First, isolate any goat or sheep displaying clinical signs of coccidiosis from the herd. Coccidiosis is treated by giving animals fluids, and coccidiostats. A coccidiostat is a drug that interferes with the lifecycle of coccidia, administered in feed or water. Coccidiostats approved for use in the United States include:

  • Decoquinate (Deccox, 0.5mg/kg body weight, or 13 to 91 grams per ton of feed), and monensin (Rumensin, 13 to 20 grams/ton of feed but only used in non-lactating goats).
  • Amprolium (Corid, 50 mg/kg body weight per day) can be fed or added in water for a three to four week period. This drug is not approved for use in goats and should only be used in consultation with a veterinarian.

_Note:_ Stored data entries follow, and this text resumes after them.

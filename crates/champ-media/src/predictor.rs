//! Performance prediction: pose tensor to a quality estimate in [0, 1].

use std::path::PathBuf;

use tracing::warn;

use crate::models::{load_first_model, InputLayout, TensorModel};
use crate::tensor::PoseTensor;

/// Prediction used when no model is loaded or the model fails.
pub const DEFAULT_PREDICTION: f64 = 0.5;

/// Wraps an optional model; always produces a number.
#[derive(Default)]
pub struct PerformancePredictor {
    model: Option<Box<dyn TensorModel>>,
}

impl PerformancePredictor {
    pub fn new(model: Option<Box<dyn TensorModel>>) -> Self {
        Self { model }
    }

    /// Load the first candidate that loads. When none does the predictor
    /// stays unconfigured.
    pub fn from_artifacts(candidates: &[PathBuf]) -> Self {
        Self {
            model: load_first_model(candidates, InputLayout::Sequence, "performance"),
        }
    }

    pub fn is_configured(&self) -> bool {
        self.model.is_some()
    }

    /// Mean of the model outputs, clamped to [0, 1].
    pub fn predict(&self, sequence: &PoseTensor) -> f64 {
        let Some(model) = &self.model else {
            return DEFAULT_PREDICTION;
        };

        match model.run(sequence) {
            Ok(outputs) if !outputs.is_empty() => {
                let mean = outputs.iter().map(|&v| f64::from(v)).sum::<f64>() / outputs.len() as f64;
                if mean.is_finite() {
                    mean.clamp(0.0, 1.0)
                } else {
                    warn!(backend = model.name(), "Performance model produced a non-finite value");
                    crate::metrics::record_fallback("predictor");
                    DEFAULT_PREDICTION
                }
            }
            Ok(_) => {
                warn!(backend = model.name(), "Performance model produced no output");
                crate::metrics::record_fallback("predictor");
                DEFAULT_PREDICTION
            }
            Err(e) => {
                warn!(backend = model.name(), error = %e, "Performance prediction failed");
                crate::metrics::record_fallback("predictor");
                DEFAULT_PREDICTION
            }
        }
    }
}

#[cfg(test)]
mod tests {
    use super::*;
    use crate::error::{MediaError, MediaResult};
    use ndarray::Array3;

    struct Fixed(Vec<f32>);

    impl TensorModel for Fixed {
        fn run(&self, _input: &PoseTensor) -> MediaResult<Vec<f32>> {
            Ok(self.0.clone())
        }
        fn name(&self) -> &'static str {
            "fixed"
        }
    }

    struct Failing;

    impl TensorModel for Failing {
        fn run(&self, _input: &PoseTensor) -> MediaResult<Vec<f32>> {
            Err(MediaError::inference_failed("boom"))
        }
        fn name(&self) -> &'static str {
            "failing"
        }
    }

    fn input() -> PoseTensor {
        Array3::zeros((120, 33, 3))
    }

    #[test]
    fn test_unconfigured_predicts_default() {
        let predictor = PerformancePredictor::default();
        assert!(!predictor.is_configured());
        assert_eq!(predictor.predict(&input()), DEFAULT_PREDICTION);
    }

    #[test]
    fn test_outputs_are_averaged() {
        let predictor = PerformancePredictor::new(Some(Box::new(Fixed(vec![0.2, 0.4, 0.9]))));
        assert!((predictor.predict(&input()) - 0.5).abs() < 1e-6);

        let single = PerformancePredictor::new(Some(Box::new(Fixed(vec![0.75]))));
        assert_eq!(single.predict(&input()), 0.75);
    }

    #[test]
    fn test_failures_predict_default() {
        for model in [
            Box::new(Failing) as Box<dyn TensorModel>,
            Box::new(Fixed(Vec::new())),
            Box::new(Fixed(vec![f32::NAN])),
        ] {
            let predictor = PerformancePredictor::new(Some(model));
            assert_eq!(predictor.predict(&input()), DEFAULT_PREDICTION);
        }
    }

    #[test]
    fn test_out_of_range_is_clamped() {
        let predictor = PerformancePredictor::new(Some(Box::new(Fixed(vec![3.0]))));
        assert_eq!(predictor.predict(&input()), 1.0);
    }

    #[test]
    fn test_missing_artifact_leaves_predictor_unconfigured() {
        let predictor =
            PerformancePredictor::from_artifacts(&[PathBuf::from("/nonexistent/pose_model.onnx")]);
        assert!(!predictor.is_configured());
        assert!(!PerformancePredictor::from_artifacts(&[]).is_configured());
    }
}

Note: Rumensin is very toxic if mixed incorrectly. It is also highly toxic to dogs and horses. Producers using these species as predator control should be cautious.

Prevention

  • Improve sanitation of facilities, pastures, pens, feeding, and water sources.
  • Avoid moist areas without direct sunlight, such as under feed bunks and areas near water troughs.
  • Avoid crowded pens and pastures.
  • Implement a quarantine period, before introducing new animals to existing herd.
  • Minimize weaning stress. If needed, creep feed to adjust the kids to a new diet prior to weaning.
  • Ensure a good nutrition program.
  • Avoid overgrazing.

If not properly managed, coccidiosis can cause immense loses for producers especially in warm and wet environments. Minimizing stress in a herd/flock and proper sanitation can prevent the spread of coccidiosis. Consult a veterinarian before using any drugs to treat coccidiosis or other animal diseases to determine proper medication and drug withdrawal periods.

Trade and brand names used in this publication are given for information purposes only. No guarantee, endorsement, or discrimination among comparable products is intended or implied by the Alabama Cooperative Extension System.